Of course, in Marxian theory, "surplus capital" has a different meaning - it refers to that portion of resources which practically could be invested in job-creating production, but which isn't (in Japanese, it's sometimes called "Shikin", idle funds). The neoliberal expectation was that if investment capital was cheap to get, production would flourish and expand, and more jobs created. But in fact, a growing portion of those investment funds, being held largely by a small minority, hive off into a separate circuit of financial trade, for which the direct collateral is mainly already existing assets, not new production, meaning that, on the whole, output growth is far below what it could be, given the resources available ("capitalist production growth with the brakes on"). For environmentalists that might not be a bad thing, but for those whose material needs are not adequately met, it is a serious problem.

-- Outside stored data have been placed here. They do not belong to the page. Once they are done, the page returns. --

//! Submission request DTOs

use serde::Deserialize;

/// Evaluate a problem submission
#[derive(Debug, Deserialize)]
pub struct SubmitProblemRequest {
    pub problem_id: String,
    pub language: String,
    pub source_code: String,
    pub time_limit_ms: Option<u64>,
}

/// Run source code against a single input, without grading. `language` is
/// optional; callers that omit it get [`crate::constants::DEFAULT_LANGUAGE`].
#[derive(Debug, Deserialize)]
pub struct ScratchRunRequest {
    pub language: Option<String>,
    pub source_code: String,
    pub input: String,
}
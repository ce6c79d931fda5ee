//! Custom error types and handling
//!
//! This module defines the application's error types and implements
//! conversion to HTTP responses for the Axum framework.

use axum::{
    http::StatusCode,
    response::{IntoResponse, Response},
    Json,
};
use serde::Serialize;

/// Application-wide error type
#[derive(Debug, thiserror::Error)]
pub enum AppError {
    #[error("Validation error: {0}")]
    Validation(String),

    #[error("Not found: {0}")]
    NotFound(String),

    #[error("Upstream engine unreachable or returned an error: {0}")]
    Upstream(String),

    #[error("Internal server error")]
    Internal(#[from] anyhow::Error),
}

/// Error response body
#[derive(Debug, Serialize)]
pub struct ErrorResponse {
    pub error: ErrorDetails,
}

/// Error details in response
#[derive(Debug, Serialize)]
pub struct ErrorDetails {
    pub code: String,
    pub message: String,
}

impl AppError {
    /// Get the error code for this error type
    pub fn error_code(&self) -> &'static str {
        match self {
            Self::Validation(_) => "VALIDATION_ERROR",
            Self::NotFound(_) => "NOT_FOUND",
            Self::Upstream(_) => "UPSTREAM_ERROR",
            Self::Internal(_) => "INTERNAL_ERROR",
        }
    }

    /// Get the HTTP status code for this error
    pub fn status_code(&self) -> StatusCode {
        match self {
            Self::Validation(_) => StatusCode::BAD_REQUEST,
            Self::NotFound(_) => StatusCode::NOT_FOUND,
            Self::Upstream(_) => StatusCode::BAD_GATEWAY,
            Self::Internal(_) => StatusCode::INTERNAL_SERVER_ERROR,
        }
    }
}

impl IntoResponse for AppError {
    fn into_response(self) -> Response {
        let status = self.status_code();

        let message = match &self {
            AppError::Internal(e) => {
                tracing::error!("internal error: {:?}", e);
                "An internal error occurred".to_string()
            }
            _ => self.to_string(),
        };

        let body = ErrorResponse {
            error: ErrorDetails {
                code: self.error_code().to_string(),
                message,
            },
        };

        (status, Json(body)).into_response()
    }
}

/// Result type alias using AppError
pub type AppResult<T> = Result<T, AppError>;

#[cfg(test)]
mod tests {
    use super::*;

    #[test]
    fn not_found_maps_to_404() {
        let err = AppError::NotFound("problem abc123".to_string());
        assert_eq!(err.status_code(), StatusCode::NOT_FOUND);
        assert_eq!(err.error_code(), "NOT_FOUND");
    }

    #[test]
    fn upstream_failure_maps_to_502() {
        let err = AppError::Upstream("connection refused".to_string());
        assert_eq!(err.status_code(), StatusCode::BAD_GATEWAY);
    }

    #[test]
    fn validation_error_maps_to_400() {
        let err = AppError::Validation("problem has no test cases".to_string());
        assert_eq!(err.status_code(), StatusCode::BAD_REQUEST);
    }
}
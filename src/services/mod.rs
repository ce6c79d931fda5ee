//! Business logic layer, sitting between HTTP handlers and the upstream
//! clients.

pub mod proxy_service;

pub use proxy_service::ProxyService;
//! The Run operation: execute the previously compiled artifact once, input
//! redirected from a file, stdout/stderr captured to files, wrapped by a
//! wall-clock timeout and confined per [`RunLimits`].

use std::os::unix::process::CommandExt as _;
use std::process::Stdio;

use judge_common::RunLimits;
use tokio::process::Command;
use tokio::time::{timeout, Duration};

use super::confine::Confinement;
use super::{RunOutcome, TIMEOUT_EXIT_CODE};
use crate::workspace::Workspace;

/// Run `binary_path` with `input_name` as stdin, capturing stdout to
/// `output_name` and stderr to `runtime_log_name`, both inside `workspace`.
///
/// The runner never mutates files other than the three it is given for this
/// invocation, plus the log it appends a peak-memory line to.
pub async fn run(
    workspace: &Workspace,
    binary_path: &std::path::Path,
    binary_args: &[String],
    input_name: &str,
    output_name: &str,
    runtime_log_name: &str,
    limits: RunLimits,
    sandbox_uid: u32,
    sandbox_gid: u32,
) -> std::io::Result<RunOutcome> {
    let input_path = workspace.path_for(input_name);
    let output_path = workspace.path_for(output_name);
    let runtime_log_path = workspace.path_for(runtime_log_name);

    let stdin = std::fs::File::open(&input_path)?;
    let stdout = std::fs::File::create(&output_path)?;
    let stderr = std::fs::File::create(&runtime_log_path)?;

    let confinement = Confinement {
        cpu_time_seconds: limits.time_limit_seconds,
        address_space_bytes: limits.memory_limit_mb * 1024 * 1024,
        pids_limit: limits.pids_limit,
        drop_to: Some((sandbox_uid, sandbox_gid)),
    };

    let mut command = Command::new(binary_path);
    command
        .args(binary_args)
        .stdin(Stdio::from(stdin))
        .stdout(Stdio::from(stdout))
        .stderr(Stdio::from(stderr))
        .kill_on_drop(true);

    // SAFETY: the closure only calls async-signal-safe syscall wrappers
    // (setrlimit/unshare/setuid/setgid) between fork and exec.
    unsafe {
        command.pre_exec(move || confinement.apply());
    }

    let mut child = command.spawn()?;

    let wall_clock = Duration::from_secs(limits.time_limit_seconds);
    match timeout(wall_clock, child.wait()).await {
        Ok(Ok(status)) => {
            let exit_code = exit_code_of(&status);
            append_peak_memory_line(&runtime_log_path).await;
            Ok(RunOutcome {
                exit_code,
                timed_out: false,
                output_path,
                runtime_log_path,
            })
        }
        Ok(Err(e)) => Err(e),
        Err(_) => {
            let _ = child.start_kill();
            let _ = child.wait().await;
            append_peak_memory_line(&runtime_log_path).await;
            Ok(RunOutcome {
                exit_code: TIMEOUT_EXIT_CODE,
                timed_out: true,
                output_path,
                runtime_log_path,
            })
        }
    }
}

fn exit_code_of(status: &std::process::ExitStatus) -> i32 {
    if let Some(code) = status.code() {
        return code;
    }
    #[cfg(unix)]
    {
        use std::os::unix::process::ExitStatusExt;
        if let Some(signal) = status.signal() {
            return 128 + signal;
        }
    }
    -1
}

/// Append a "maximum resident set size (kbytes): N" line the service can
/// parse back out when reporting memory usage. A real deployment would
/// prefer reading this from `/proc/<pid>/status` while the child is still
/// alive; `rusage` from `wait4` is the portable fallback used here.
async fn append_peak_memory_line(runtime_log_path: &std::path::Path) {
    use tokio::io::AsyncWriteExt;

    let peak_kb = peak_rss_kb();
    if let Ok(mut file) = tokio::fs::OpenOptions::new()
        .append(true)
        .open(runtime_log_path)
        .await
    {
        let line = format!("\nMaximum resident set size (kbytes): {peak_kb}\n");
        let _ = file.write_all(line.as_bytes()).await;
    }
}

/// Peak RSS of the most recently reaped child, via `getrusage(RUSAGE_CHILDREN)`.
fn peak_rss_kb() -> u64 {
    use nix::sys::resource::{getrusage, UsageWho};
    getrusage(UsageWho::RUSAGE_CHILDREN)
        .map(|usage| usage.max_rss() as u64)
        .unwrap_or(0)
}

#[cfg(test)]
mod tests {
    use super::*;
    use crate::workspace;

    #[tokio::test]
    async fn successful_run_captures_stdout_and_reports_memory() {
        let base = tempfile::tempdir().unwrap();
        let ws = workspace::create(base.path(), "sub-run-1").await.unwrap();
        workspace::write_test_files(
            &ws,
            &[judge_common::TestCaseWire {
                id: "1".into(),
                input: "hello\n".into(),
                expected_output: String::new(),
            }],
        )
        .await
        .unwrap();

        let outcome = run(
            &ws,
            std::path::Path::new("/bin/cat"),
            &[],
            &workspace::Workspace::input_name("1"),
            &workspace::Workspace::output_name("1"),
            &workspace::Workspace::runtime_log_name("1"),
            RunLimits {
                time_limit_seconds: 2,
                memory_limit_mb: 256,
                cpu_limit: 1.0,
                pids_limit: 64,
            },
            // Run as the current (test) uid/gid — dropping to an
            // unprivileged id the test process doesn't own would fail.
            nix::unistd::getuid().as_raw(),
            nix::unistd::getgid().as_raw(),
        )
        .await
        .unwrap();

        assert!(!outcome.timed_out);
        assert_eq!(outcome.exit_code, 0);
        let output = tokio::fs::read_to_string(&outcome.output_path).await.unwrap();
        assert_eq!(output, "hello\n");
        let log = tokio::fs::read_to_string(&outcome.runtime_log_path).await.unwrap();
        assert!(log.contains("Maximum resident set size"));
    }

    #[tokio::test]
    async fn timed_out_run_reports_124() {
        let base = tempfile::tempdir().unwrap();
        let ws = workspace::create(base.path(), "sub-run-2").await.unwrap();
        workspace::write_test_files(
            &ws,
            &[judge_common::TestCaseWire {
                id: "1".into(),
                input: String::new(),
                expected_output: String::new(),
            }],
        )
        .await
        .unwrap();

        let outcome = run(
            &ws,
            std::path::Path::new("/bin/sleep"),
            &["2".to_string()],
            &workspace::Workspace::input_name("1"),
            &workspace::Workspace::output_name("1"),
            &workspace::Workspace::runtime_log_name("1"),
            RunLimits {
                time_limit_seconds: 1,
                memory_limit_mb: 256,
                cpu_limit: 1.0,
                pids_limit: 64,
            },
            nix::unistd::getuid().as_raw(),
            nix::unistd::getgid().as_raw(),
        )
        .await
        .unwrap();

        assert!(outcome.timed_out);
        assert_eq!(outcome.exit_code, TIMEOUT_EXIT_CODE);
    }
}
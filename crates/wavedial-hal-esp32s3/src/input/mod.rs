pub mod rotary;
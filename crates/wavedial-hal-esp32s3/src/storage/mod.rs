pub mod flash_selection;
use super::DialInput;

/// Scriptable dial for host tests: a settable absolute position plus a key
/// level script replayed one sample per poll (exhausted script reads as
/// released).
#[derive(Debug, Default)]
pub struct MockDial<'a> {
    position: i32,
    key_script: &'a [bool],
    key_cursor: usize,
    /// Number of times the key was sampled; lets tests assert the key is
    /// skipped on switch iterations.
    pub key_samples: usize,
}

impl<'a> MockDial<'a> {
    pub const fn new() -> Self {
        Self {
            position: 0,
            key_script: &[],
            key_cursor: 0,
            key_samples: 0,
        }
    }

    pub const fn with_key_script(mut self, key_script: &'a [bool]) -> Self {
        self.key_script = key_script;
        self
    }

    /// Simulate the listener turning the dial to an absolute position.
    pub fn turn_to(&mut self, position: i32) {
        self.position = position;
    }

    pub const fn position_value(&self) -> i32 {
        self.position
    }
}

impl DialInput for MockDial<'_> {
    type Error = core::convert::Infallible;

    fn position(&mut self) -> Result<i32, Self::Error> {
        Ok(self.position)
    }

    fn set_position(&mut self, position: i32) {
        self.position = position;
    }

    fn key_pressed(&mut self) -> Result<bool, Self::Error> {
        self.key_samples += 1;
        let level = self
            .key_script
            .get(self.key_cursor)
            .copied()
            .unwrap_or(false);
        self.key_cursor += 1;
        Ok(level)
    }
}
#![no_std]
#![no_main]
#![deny(
    clippy::mem_forget,
    reason = "mem::forget is generally not safe to do with esp_hal types, especially those \
    holding buffers for the duration of a data transfer."
)]
#![deny(clippy::large_stack_frames)]

use embassy_executor::Spawner;
use embassy_time::Timer;
use esp_hal::{
    clock::CpuClock,
    gpio::{Input, InputConfig, Pull},
    timer::timg::TimerGroup,
};
use esp_radio::wifi::{ClientConfig, ModeConfig};
use log::{LevelFilter, info, warn};
use static_cell::StaticCell;
use wavedial_core::{
    selection::{SelectionStore, resolve_stored_index},
    session::{
        RecoveryAction, Tuner, USER_SWITCH_SETTLE_MS, WIFI_RETRY_DELAY_SECS, recovery_for,
    },
    station::Catalog,
};
use wavedial_hal_esp32s3::{
    audio::Mp3Pipeline,
    input::rotary::{DialConfig, RotaryDial},
    storage::flash_selection::FlashSelectionStore,
};

#[path = "main/net.rs"]
mod net;
#[path = "main/session.rs"]
mod session;

const TITLE: &str = "wavedial";
const VERSION: &str = env!("CARGO_PKG_VERSION");
const ENCODER_DIRECTION_INVERTED: bool = false;

const WIFI_SSID: &str = env!(
    "WAVEDIAL_WIFI_SSID",
    "Set WAVEDIAL_WIFI_SSID in your environment before building/flashing."
);
const WIFI_PASSWORD: &str = env!(
    "WAVEDIAL_WIFI_PASSWORD",
    "Set WAVEDIAL_WIFI_PASSWORD in your environment before building/flashing."
);

const STATIONS_JSON: &[u8] = include_bytes!("../../stations.json");

static NET_RESOURCES: StaticCell<embassy_net::StackResources<4>> = StaticCell::new();

#[panic_handler]
fn panic(_: &core::panic::PanicInfo) -> ! {
    loop {}
}

// This creates a default app-descriptor required by the esp-idf bootloader.
// For more information see: <https://docs.espressif.com/projects/esp-idf/en/stable/esp32/api-reference/system/app_image_format.html#application-description>
esp_bootloader_esp_idf::esp_app_desc!();

/// Fatal-boot idle: no sensible way to keep going, so keep the serial log
/// readable and wait for a power cycle.
async fn halt() -> ! {
    loop {
        Timer::after_secs(1).await;
    }
}

#[allow(
    clippy::large_stack_frames,
    reason = "it's not unusual to allocate larger buffers etc. in main"
)]
#[esp_rtos::main]
async fn main(_spawner: Spawner) -> ! {
    esp_println::logger::init_logger(LevelFilter::Info);
    esp_println::println!("boot: {TITLE} {VERSION} starting");

    let config = esp_hal::Config::default().with_cpu_clock(CpuClock::max());
    let peripherals = esp_hal::init(config);

    // esp-radio requires an allocator.
    esp_alloc::heap_allocator!(#[esp_hal::ram(reclaimed)] size: 98304);

    let timg0 = TimerGroup::new(peripherals.TIMG0);
    esp_rtos::start(timg0.timer0);

    // No station list means nothing to play, ever: fatal.
    let catalog = match Catalog::from_json(STATIONS_JSON) {
        Ok(catalog) => catalog,
        Err(err) => {
            info!("station list unusable: {err:?}; halting");
            halt().await
        }
    };
    info!("station catalog loaded: {} stations", catalog.len());

    // Selection storage degrades to a volatile station 0 when the flash
    // layout has no usable partition.
    let mut store = match FlashSelectionStore::new() {
        Ok(store) => Some(store),
        Err(err) => {
            info!("selection storage unavailable ({err:?}); selection will not survive reboots");
            None
        }
    };

    let raw_selection = match store.load() {
        Ok(raw) => raw,
        Err(err) => {
            warn!("selection load failed: {err:?}");
            None
        }
    };
    let resolved = resolve_stored_index(raw_selection, catalog.len());
    if resolved.repaired {
        info!("stored selection unusable; repairing to station 0");
        if let Err(err) = store.save(0) {
            warn!("selection repair write failed: {err:?}");
        }
    }
    info!("resuming station {}", resolved.index);

    // Rotary encoder wiring: S1=GPIO11 S2=GPIO12 KEY=GPIO10.
    // KEY has a pull-up on the encoder board; no internal pull.
    let quadrature_cfg = InputConfig::default().with_pull(Pull::Up);
    let dial_s1 = Input::new(peripherals.GPIO11, quadrature_cfg);
    let dial_s2 = Input::new(peripherals.GPIO12, quadrature_cfg);
    let dial_key = Input::new(peripherals.GPIO10, InputConfig::default());
    let mut dial = RotaryDial::new(
        peripherals.PCNT,
        dial_s1,
        dial_s2,
        dial_key,
        DialConfig::default().with_direction_inverted(ENCODER_DIRECTION_INVERTED),
    );

    // I2S wiring to the MAX98357A: BCLK=GPIO8 LRCK=GPIO9 DIN=GPIO7.
    let mut pipeline = match Mp3Pipeline::new(
        peripherals.I2S0,
        peripherals.DMA_CH0,
        peripherals.GPIO8,
        peripherals.GPIO9,
        peripherals.GPIO7,
    ) {
        Ok(pipeline) => pipeline,
        Err(err) => {
            // Same recovery as a mid-session hardware fault: restart and
            // try again with persisted state intact.
            info!("i2s init failed: {err:?}; restarting in {WIFI_RETRY_DELAY_SECS}s");
            Timer::after_secs(WIFI_RETRY_DELAY_SECS).await;
            esp_hal::system::software_reset();
        }
    };

    let radio = match esp_radio::init() {
        Ok(radio) => radio,
        Err(err) => {
            info!("esp-radio init failed: {err:?}");
            halt().await
        }
    };

    let (mut wifi_controller, interfaces) =
        match esp_radio::wifi::new(&radio, peripherals.WIFI, esp_radio::wifi::Config::default()) {
            Ok(parts) => parts,
            Err(err) => {
                info!("wifi peripheral init failed: {err:?}");
                halt().await
            }
        };

    let client_config = ClientConfig::default()
        .with_ssid(WIFI_SSID.into())
        .with_password(WIFI_PASSWORD.into());
    if let Err(err) = wifi_controller.set_config(&ModeConfig::Client(client_config)) {
        info!("wifi mode config failed: {err:?}");
        halt().await
    }

    let stack_config = embassy_net::Config::dhcpv4(Default::default());
    let (stack, mut net_runner) = embassy_net::new(
        interfaces.sta,
        stack_config,
        NET_RESOURCES.init(embassy_net::StackResources::<4>::new()),
        0x77A7_ED1A_4D10_5EED,
    );

    let mut tuner = Tuner::new(catalog.len(), resolved.index);

    info!("I2S pins: BCLK=GPIO8 LRCK=GPIO9 DIN=GPIO7");
    info!("Encoder pins: S1=GPIO11 S2=GPIO12 KEY=GPIO10");
    info!("heap after radio bring-up: {}", esp_alloc::HEAP.stats());

    let net_future = net_runner.run();
    let radio_future = async {
        loop {
            if !net::ensure_connected(&mut wifi_controller, stack).await {
                info!("no wifi; retrying in {WIFI_RETRY_DELAY_SECS}s");
                Timer::after_secs(WIFI_RETRY_DELAY_SECS).await;
                continue;
            }

            let station = match catalog.get(tuner.current_index()) {
                Some(station) => station,
                None => {
                    warn!("selection drifted out of range; resetting to station 0");
                    tuner = Tuner::new(catalog.len(), 0);
                    continue;
                }
            };

            let outcome =
                session::run_session(stack, station, &mut tuner, &mut dial, &mut store, &mut pipeline)
                    .await;

            match recovery_for(outcome) {
                RecoveryAction::Settle => {
                    info!("user switch; tuning station {}", tuner.current_index());
                    Timer::after_millis(USER_SWITCH_SETTLE_MS).await;
                }
                RecoveryAction::SoftReset => {
                    // The supervisor-reload analog: restart the control flow
                    // from the top with persisted storage intact, so the
                    // device resumes on the same station.
                    info!("stream failed; soft reset with selection preserved");
                    let raw = match store.load() {
                        Ok(raw) => raw,
                        Err(err) => {
                            warn!("selection load failed: {err:?}");
                            None
                        }
                    };
                    let resolved = resolve_stored_index(raw, catalog.len());
                    if resolved.repaired
                        && let Err(err) = store.save(0)
                    {
                        warn!("selection repair write failed: {err:?}");
                    }
                    tuner = Tuner::new(catalog.len(), resolved.index);
                }
            }
        }
    };

    let _ = embassy_futures::join::join(net_future, radio_future).await;
    unreachable!()
}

I suggested in previous posts some of the factors involved (profit rate differentials, rather lacklustre final demand growth, organisational aspects, the structure of finance itself, risk considerations etc.) but to ascertain the relationship between them in order to develop an adequate, integrated explanation would obviously require close attention to the empiria. As I am not a paid academic I cannot research this in depth at present. What John Kay doesn't explore is why the bankers stopped lending to each other - the gigantic global project to extract income from the trade in borrowed funds is premised crucially on trust, organisational power and market confidence; large default shocks create worldwide financial repercussions that not only create extra risk, but make risk difficult to assess; as confidence breaks down, the apples start to roll off the apple cart, so to speak.
The irony, as I mentioned before, is that the gigantic effort to insure ("securitize") the value of capital turns onto itself, it turns into its dialectical opposite, through the overextension of credit which it makes possible, thus exascerbating risk, rather than reducing it. It's like, the more anxiously capitalists individually try to hold on to their capitals, the greater the aggregate risk of losing part of their capitals' value. In the end, the profligate, prodigal capitalist calls on the government to insure and collateralize the business some more. Entrepreneurship is a noble endeavour, but simply extracting the most profit with the least effort under an insurance warranty, in the shortest possible time, does not really benefit society much at all. That sort of financial style ends up wreaking havoc. If in fact you create more overall risk by the procedure of "spreading the risks", you just make life for all more insecure. We are then dealing with a level of uncertainty that never existed before, but is purely socially constructed.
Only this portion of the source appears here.